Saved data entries

+++

// Provider construction and validation
//
// Verifies that the factory fails fast on missing credentials and absent
// provider names, and that environment overrides overlay the persisted
// config in the documented order.

use cmdsage::config::{AppConfig, ProviderConfig};
use cmdsage::providers::factory::{create_from_app_config, create_with_env, EnvOverrides};
use cmdsage::providers::{ProviderError, ProviderKind};

fn env_with_keys() -> EnvOverrides {
    EnvOverrides {
        openai_api_key: Some("test-openai".to_string()),
        anthropic_api_key: Some("test-anthropic".to_string()),
        openrouter_api_key: Some("test-openrouter".to_string()),
        ..Default::default()
    }
}

#[test]
fn missing_credential_fails_before_construction() {
    let env = EnvOverrides::default();
    for kind in [
        ProviderKind::OpenAi,
        ProviderKind::Anthropic,
        ProviderKind::OpenRouter,
    ] {
        let config = ProviderConfig::default_for(kind);
        let err = create_with_env(&config, &env).err().unwrap();
        match err {
            ProviderError::Configuration(message) => {
                // The message names the variable the user must set
                assert!(message.contains("_API_KEY"), "{kind}: {message}");
            }
            other => panic!("{kind}: expected Configuration, got {other:?}"),
        }
    }
}

#[test]
fn every_kind_constructs_with_credentials() {
    let env = env_with_keys();
    for kind in ProviderKind::all() {
        let config = ProviderConfig::default_for(kind);
        let client = create_with_env(&config, &env).unwrap();
        assert_eq!(client.provider_kind(), kind);
        assert_eq!(client.model_name(), config.model());
    }
}

#[test]
fn unknown_backend_name_rejected_at_parse_boundary() {
    let err = "mystery".parse::<ProviderKind>().unwrap_err();
    assert!(matches!(err, ProviderError::UnknownProviderKind(name) if name == "mystery"));
}

#[test]
fn missing_current_provider_is_explicit_failure() {
    let mut app = AppConfig::default();
    app.current_provider = "team-openai".to_string();

    let err = create_from_app_config(&app, &env_with_keys()).err().unwrap();
    assert!(
        matches!(err, ProviderError::ProviderNotConfigured(name) if name == "team-openai")
    );
}

#[test]
fn current_provider_resolves_through_table() {
    let mut app = AppConfig::default();
    app.providers.insert(
        "work".to_string(),
        ProviderConfig::default_for(ProviderKind::OpenAi),
    );
    app.current_provider = "work".to_string();

    let client = create_from_app_config(&app, &env_with_keys()).unwrap();
    assert_eq!(client.provider_kind(), ProviderKind::OpenAi);
}

#[test]
fn environment_model_beats_persisted_config() {
    let config = ProviderConfig::Local {
        host_url: "http://localhost:11434".to_string(),
        model: "from-config".to_string(),
        timeout_ms: 60_000,
    };
    let env = EnvOverrides {
        model: Some("from-env".to_string()),
        ..Default::default()
    };

    let client = create_with_env(&config, &env).unwrap();
    assert_eq!(client.model_name(), "from-env");
}

#[test]
fn environment_host_applies_to_local_only() {
    let env = EnvOverrides {
        host: Some("http://build-box:11434".to_string()),
        openai_api_key: Some("test-key".to_string()),
        ..Default::default()
    };

    let local = create_with_env(&ProviderConfig::default_for(ProviderKind::Local), &env).unwrap();
    assert_eq!(
        local.get_config().host_url(),
        Some("http://build-box:11434")
    );

    let cloud = create_with_env(&ProviderConfig::default_for(ProviderKind::OpenAi), &env).unwrap();
    assert_eq!(cloud.get_config().host_url(), None);
}

#[test]
fn kind_is_immutable_through_updates() {
    let env = env_with_keys();
    for kind in ProviderKind::all() {
        let config = ProviderConfig::default_for(kind);
        let mut client = create_with_env(&config, &env).unwrap();
        client.update_config(&cmdsage::config::ConfigUpdate::model("something-else"));
        assert_eq!(client.provider_kind(), kind);
        assert_eq!(client.model_name(), "something-else");
    }
}
// CLI module
// Public interface for the interactive session and its collaborators

mod commands;
mod conversation;
mod input;
mod render;
mod session;

pub use commands::Command;
pub use conversation::{ConversationHistory, MAX_TURNS};
pub use input::InputHandler;
pub use render::render_answer;
pub use session::{ask_once, Session};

+++

**Exercise prompt**
Every entry above should be written out again, precisely.

**Output of the exercise**
// Provider construction and validation
//
// Verifies that the factory fails fast on missing credentials and absent
// provider names, and that environment overrides overlay the persisted
// config in the documented order.

use cmdsage::config::{AppConfig, ProviderConfig};
use cmdsage::providers::factory::{create_from_app_config, create_with_env, EnvOverrides};
use cmdsage::providers::{ProviderError, ProviderKind};

fn env_with_keys() -> EnvOverrides {
    EnvOverrides {
        openai_api_key: Some("test-openai".to_string()),
        anthropic_api_key: Some("test-anthropic".to_string()),
        openrouter_api_key: Some("test-openrouter".to_string()),
        ..Default::default()
    }
}

#[test]
fn missing_credential_fails_before_construction() {
    let env = EnvOverrides::default();
    for kind in [
        ProviderKind::OpenAi,
        ProviderKind::Anthropic,
        ProviderKind::OpenRouter,
    ] {
        let config = ProviderConfig::default_for(kind);
        let err = create_with_env(&config, &env).err().unwrap();
        match err {
            ProviderError::Configuration(message) => {
                // The message names the variable the user must set
                assert!(message.contains("_API_KEY"), "{kind}: {message}");
            }
            other => panic!("{kind}: expected Configuration, got {other:?}"),
        }
    }
}

#[test]
fn every_kind_constructs_with_credentials() {
    let env = env_with_keys();
    for kind in ProviderKind::all() {
        let config = ProviderConfig::default_for(kind);
        let client = create_with_env(&config, &env).unwrap();
        assert_eq!(client.provider_kind(), kind);
        assert_eq!(client.model_name(), config.model());
    }
}

#[test]
fn unknown_backend_name_rejected_at_parse_boundary() {
    let err = "mystery".parse::<ProviderKind>().unwrap_err();
    assert!(matches!(err, ProviderError::UnknownProviderKind(name) if name == "mystery"));
}

#[test]
fn missing_current_provider_is_explicit_failure() {
    let mut app = AppConfig::default();
    app.current_provider = "team-openai".to_string();

    let err = create_from_app_config(&app, &env_with_keys()).err().unwrap();
    assert!(
        matches!(err, ProviderError::ProviderNotConfigured(name) if name == "team-openai")
    );
}

#[test]
fn current_provider_resolves_through_table() {
    let mut app = AppConfig::default();
    app.providers.insert(
        "work".to_string(),
        ProviderConfig::default_for(ProviderKind::OpenAi),
    );
    app.current_provider = "work".to_string();

    let client = create_from_app_config(&app, &env_with_keys()).unwrap();
    assert_eq!(client.provider_kind(), ProviderKind::OpenAi);
}

#[test]
fn environment_model_beats_persisted_config() {
    let config = ProviderConfig::Local {
        host_url: "http://localhost:11434".to_string(),
        model: "from-config".to_string(),
        timeout_ms: 60_000,
    };
    let env = EnvOverrides {
        model: Some("from-env".to_string()),
        ..Default::default()
    };

    let client = create_with_env(&config, &env).unwrap();
    assert_eq!(client.model_name(), "from-env");
}

#[test]
fn environment_host_applies_to_local_only() {
    let env = EnvOverrides {
        host: Some("http://build-box:11434".to_string()),
        openai_api_key: Some("test-key".to_string()),
        ..Default::default()
    };

    let local = create_with_env(&ProviderConfig::default_for(ProviderKind::Local), &env).unwrap();
    assert_eq!(
        local.get_config().host_url(),
        Some("http://build-box:11434")
    );

    let cloud = create_with_env(&ProviderConfig::default_for(ProviderKind::OpenAi), &env).unwrap();
    assert_eq!(cloud.get_config().host_url(), None);
}

#[test]
fn kind_is_immutable_through_updates() {
    let env = env_with_keys();
    for kind in ProviderKind::all() {
        let config = ProviderConfig::default_for(kind);
        let mut client = create_with_env(&config, &env).unwrap();
        client.update_config(&cmdsage::config::ConfigUpdate::model("something-else"));
        assert_eq!(client.provider_kind(), kind);
        assert_eq!(client.model_name(), "something-else");
    }
}
// CLI module
// Public interface for the interactive session and its collaborators

mod commands;
mod conversation;
mod input;
mod render;
mod session;

pub use commands::Command;
pub use conversation::{ConversationHistory, MAX_TURNS};
pub use input::InputHandler;
pub use render::render_answer;
pub use session::{ask_once, Session};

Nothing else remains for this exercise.